### EXERCISE INSTRUCTIONS
Where does the word "AccrualClient" occur in the data below? Copy each line that holds it.

** EXERCISE INPUTS follows **

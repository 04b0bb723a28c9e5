mod common;

use common::{AccrualStub, RecordingSleeper, answer, no_content, reply};
use gophermart::application::accrual::AccrualClient;
use gophermart::application::cancellation::CancellationSignal;
use gophermart::domain::ledger::Points;
use gophermart::domain::order::{AccrualStatus, OrderNumber};
use gophermart::error::LoyaltyError;
use gophermart::infrastructure::http::HttpAccrualTransport;
use rust_decimal_macros::dec;
use std::sync::Arc;
use std::time::Duration;

async fn client(base: &str, sleeper: Arc<RecordingSleeper>) -> AccrualClient {
    let transport = HttpAccrualTransport::new(base, Duration::from_secs(5)).unwrap();
    AccrualClient::new(Arc::new(transport), sleeper)
}

#[tokio::test]
async fn test_backoff_over_http() {
    let (stub, base) = AccrualStub::start().await;
    stub.script(
        "12345678903",
        vec![
            reply(429, Some("2"), "No more than 10 requests per minute allowed"),
            no_content(),
            no_content(),
            answer("12345678903", "PROCESSED", Some(500)),
        ],
    );
    let sleeper = RecordingSleeper::new();
    let client = client(&base, sleeper.clone()).await;
    let signal = CancellationSignal::new();

    let info = client
        .get_order_info(&OrderNumber::parse("12345678903").unwrap(), &signal.token())
        .await
        .unwrap();

    assert_eq!(info.status, AccrualStatus::Processed);
    assert_eq!(info.accrual, Some(Points::new(dec!(500))));
    assert_eq!(
        sleeper.slept(),
        vec![
            Duration::from_secs(2),
            Duration::from_secs(1),
            Duration::from_secs(1)
        ]
    );
    assert_eq!(stub.calls("12345678903"), 4);
}

#[tokio::test]
async fn test_server_error_over_http() {
    let (stub, base) = AccrualStub::start().await;
    stub.script("12345678903", vec![reply(500, None, "")]);
    let sleeper = RecordingSleeper::new();
    let client = client(&base, sleeper.clone()).await;
    let signal = CancellationSignal::new();

    let result = client
        .get_order_info(&OrderNumber::parse("12345678903").unwrap(), &signal.token())
        .await;

    assert!(matches!(result, Err(LoyaltyError::InternalError(_))));
    assert_eq!(stub.calls("12345678903"), 1);
    assert!(sleeper.slept().is_empty());
}

#[tokio::test]
async fn test_fractional_accrual_over_http() {
    let (stub, base) = AccrualStub::start().await;
    stub.script(
        "79927398713",
        vec![reply(
            200,
            None,
            r#"{"order":"79927398713","status":"PROCESSED","accrual":729.98}"#,
        )],
    );
    let client = client(&base, RecordingSleeper::new()).await;
    let signal = CancellationSignal::new();

    let info = client
        .get_order_info(&OrderNumber::parse("79927398713").unwrap(), &signal.token())
        .await
        .unwrap();

    assert_eq!(info.accrual, Some(Points::new(dec!(729.98))));
}

#[tokio::test]
async fn test_unreachable_service_is_an_error() {
    // Nothing listens on the port of a dropped listener.
    let listener = std::net::TcpListener::bind("127.0.0.1:0").unwrap();
    let base = format!("http://{}", listener.local_addr().unwrap());
    drop(listener);
    let client = client(&base, RecordingSleeper::new()).await;
    let signal = CancellationSignal::new();

    let result = client
        .get_order_info(&OrderNumber::parse("12345678903").unwrap(), &signal.token())
        .await;

    assert!(matches!(result, Err(LoyaltyError::HttpError(_))));
}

** End of EXERCISE INPUTS **

### EXERCISE OUTPUT
use gophermart::application::accrual::AccrualClient;
async fn client(base: &str, sleeper: Arc<RecordingSleeper>) -> AccrualClient {
    AccrualClient::new(Arc::new(transport), sleeper)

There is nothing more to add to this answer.